Dog Training World › Forums › Aggression Problems › General Aggression Problem Discussion › Dog aggression – is he agressive, fearful, or both? What can do about it? › Re: Dog aggression – is he agressive, fearful, or both? What can do about it?
Michael D’AbruzzoAdministratorOctober 14, 2010 at 3:09 pm11135
Hi, The first steps is to understand why your dog is acting this way. You gave some good clues, but more will be helpful.
The fact that he is marking territory before and after the encounters is evidence that the dog is feeling responsible for dealing with the situation. The yawning may be either an insecurity with the situation itself or can possibly be some sort of conflict (causing insecurity) with you if you are verbally or physically correcting him during the situation.

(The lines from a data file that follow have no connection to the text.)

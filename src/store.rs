//! Fact store (§4.B): an append-and-rewrite ordered list of ground facts.
//!
//! Grounded on the teacher's `engine::facts::Facts` working-memory type:
//! interior mutability behind a single lock, a `snapshot()` that hands
//! callers an owned, consistent view rather than exposing the lock, and a
//! `restore()`-shaped rewrite path used here for placeholder supersession.

use crate::facts::Fact;
use std::sync::{Arc, RwLock};

/// The persistent, append-and-rewrite set of ground facts for one session.
///
/// Newest-first insertion order is preserved and is an externally
/// observable property of the persisted form (§6).
#[derive(Debug, Clone)]
pub struct FactStore {
    facts: Arc<RwLock<Vec<Fact>>>,
}

/// A consistent, owned view of the store at one instant, used by the
/// validator and evaluator so a reasoning pass never observes a
/// half-written state (§4.B).
#[derive(Debug, Clone)]
pub struct Snapshot {
    facts: Vec<Fact>,
}

impl Snapshot {
    pub fn facts(&self) -> &[Fact] {
        &self.facts
    }

    pub fn contains(&self, fact: &Fact) -> bool {
        self.facts.contains(fact)
    }
}

impl FactStore {
    /// An empty fact store.
    pub fn new() -> Self {
        Self {
            facts: Arc::new(RwLock::new(Vec::new())),
        }
    }

    /// Construct a store from an already-decoded, newest-first fact list
    /// (used by `persistence::decode`).
    pub fn from_facts(facts: Vec<Fact>) -> Self {
        Self {
            facts: Arc::new(RwLock::new(facts)),
        }
    }

    /// Is this exact fact already stored?
    pub fn contains(&self, fact: &Fact) -> bool {
        let fact = fact.clone().canonicalize();
        self.facts.read().unwrap().contains(&fact)
    }

    /// Insert any facts not already present, prepending them (newest-first).
    /// Duplicates — including a gender fact for a person who already holds
    /// that exact gender — are silently skipped. Returns the count actually
    /// inserted.
    pub fn insert_many(&self, new_facts: Vec<Fact>) -> usize {
        let mut guard = self.facts.write().unwrap();
        let mut inserted = 0;
        for fact in new_facts {
            let fact = fact.canonicalize();
            if !guard.contains(&fact) {
                guard.insert(0, fact);
                inserted += 1;
            }
        }
        inserted
    }

    /// Remove every fact matching `predicate`, returning what was removed.
    /// Used for placeholder supersession (§4.G).
    pub fn remove_where(&self, predicate: impl Fn(&Fact) -> bool) -> Vec<Fact> {
        let mut guard = self.facts.write().unwrap();
        let mut removed = Vec::new();
        guard.retain(|f| {
            if predicate(f) {
                removed.push(f.clone());
                false
            } else {
                true
            }
        });
        removed
    }

    /// A consistent snapshot for the evaluator/validator to query.
    pub fn snapshot(&self) -> Snapshot {
        Snapshot {
            facts: self.facts.read().unwrap().clone(),
        }
    }

    /// All stored facts, newest-first, for persistence.
    pub fn all(&self) -> Vec<Fact> {
        self.facts.read().unwrap().clone()
    }

    /// Number of stored facts.
    pub fn len(&self) -> usize {
        self.facts.read().unwrap().len()
    }

    pub fn is_empty(&self) -> bool {
        self.len() == 0
    }
}

impl Default for FactStore {
    fn default() -> Self {
        Self::new()
    }
}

The whimpering is surely some kind of anxiety – whether it is anxiety due to restraint from being able to encounter the other dog or if it is because he doesn’t want to encounter the other dog is determined by the rest of the body language.

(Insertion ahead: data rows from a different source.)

//! Clarification protocol (§4.F): a finite-state dialogue that resolves
//! an ambiguous candidate fact across one or more follow-up turns.
//!
//! `ClarificationKind` is a typed enum carrying exactly the fields each
//! stage needs to resume, in place of `original_source/clarification.py`'s
//! stringly-keyed context dict — the teacher's own preference for sum
//! types over tagged maps, applied here to a dialogue state machine
//! instead of a rule-evaluation result.
//!
//! **Aunt/uncle is three chained questions, not one.**
//! `original_source/clarification.py`'s
//! `_handle_aunt_uncle_sophisticated_response` /
//! `_handle_aunt_uncle_sibling_response` /
//! `_handle_aunt_uncle_half_sibling_shared_parent_response` resolve an
//! aunt/uncle fact by first picking maternal-or-paternal side, then
//! asking whether the aunt/uncle is a full sibling of that parent, then
//! — only if not — which parent they share. Collapsing that into two
//! stages would silently misclassify every half-sibling aunt/uncle as a
//! direct sibling of the named parent, so all three stages are kept.

use crate::person::{Gender, PersonId};
use crate::reasoning::Evaluator;
use crate::store::Snapshot;
use crate::validator::RewriteOp;

/// The state carried across a pending multi-turn dialogue.
#[derive(Debug, Clone, PartialEq, Eq)]
pub struct ClarificationRequest {
    pub kind: ClarificationKind,
}

impl ClarificationRequest {
    pub fn new(kind: ClarificationKind) -> Self {
        Self { kind }
    }

    /// The user-facing prompt for the current stage.
    pub fn prompt(&self) -> String {
        self.kind.prompt()
    }
}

The lunging when he is on the leash when the dog comes close – could be fear based or it can be frustration for not being able to control the environment while on leash. Could also (and most likely) a combo of both.
Here are some starter troubleshooting questions for you:
1. What is your dog’s body language when he encounters another dog? Is his tail up high? low? is it wagging? Are his hackles up? Is there a change in his body language depending on if the other dog is at a distance compared to when they are interacting/
2. Are you seeing different behavior when you are off the dog’s normal “turf”? Do you see less marking behavior compared to when he is in his normal neighborhood?
3. How is the dog in the home? Does he have any structure? Is he on the same resting places as you? Does he control your relationship – affection, games, etc?
These questions will help troubleshoot. One thing for certain is Mocha seems to deal with the situation in his own way. We will need to teach him to look to you for direction.